__Collected data entries__:

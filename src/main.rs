mod cli;

use std::process::ExitCode;

use colored::Colorize;
use tracing_subscriber::{EnvFilter, layer::SubscriberExt, util::SubscriberInitExt};

/// `--verbose` forces debug output; otherwise `RUST_LOG`, defaulting to warnings.
/// Logs go to stderr so stdout stays clean for the generated file.
fn init_logging(verbose: bool) {
    let filter = if verbose {
        EnvFilter::new("debug")
    } else {
        EnvFilter::try_from_default_env().unwrap_or_else(|_| EnvFilter::new("warn"))
    };

    tracing_subscriber::registry()
        .with(filter)
        .with(tracing_subscriber::fmt::layer().with_writer(std::io::stderr))
        .init();
}

fn main() -> ExitCode {
    let command_line_interface = cli::CommandLineInterface::load();
    init_logging(command_line_interface.verbose());
    match command_line_interface.run() {
        Ok(()) => ExitCode::SUCCESS,
        Err(error) => {
            eprintln!("{} {error:#}", "error:".red().bold());
            ExitCode::FAILURE
        }
    }
}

__Activity__:
Could you repeat every record above exactly as it appears?

__Answer to this problem__:
filename src/main.rs
mod cli;

use std::process::ExitCode;

use colored::Colorize;
use tracing_subscriber::{EnvFilter, layer::SubscriberExt, util::SubscriberInitExt};

/// `--verbose` forces debug output; otherwise `RUST_LOG`, defaulting to warnings.
/// Logs go to stderr so stdout stays clean for the generated file.
fn init_logging(verbose: bool) {
    let filter = if verbose {
        EnvFilter::new("debug")
    } else {
        EnvFilter::try_from_default_env().unwrap_or_else(|_| EnvFilter::new("warn"))
    };

    tracing_subscriber::registry()
        .with(filter)
        .with(tracing_subscriber::fmt::layer().with_writer(std::io::stderr))
        .init();
}

fn main() -> ExitCode {
    let command_line_interface = cli::CommandLineInterface::load();
    init_logging(command_line_interface.verbose());
    match command_line_interface.run() {
        Ok(()) => ExitCode::SUCCESS,
        Err(error) => {
            eprintln!("{} {error:#}", "error:".red().bold());
            ExitCode::FAILURE
        }
    }
}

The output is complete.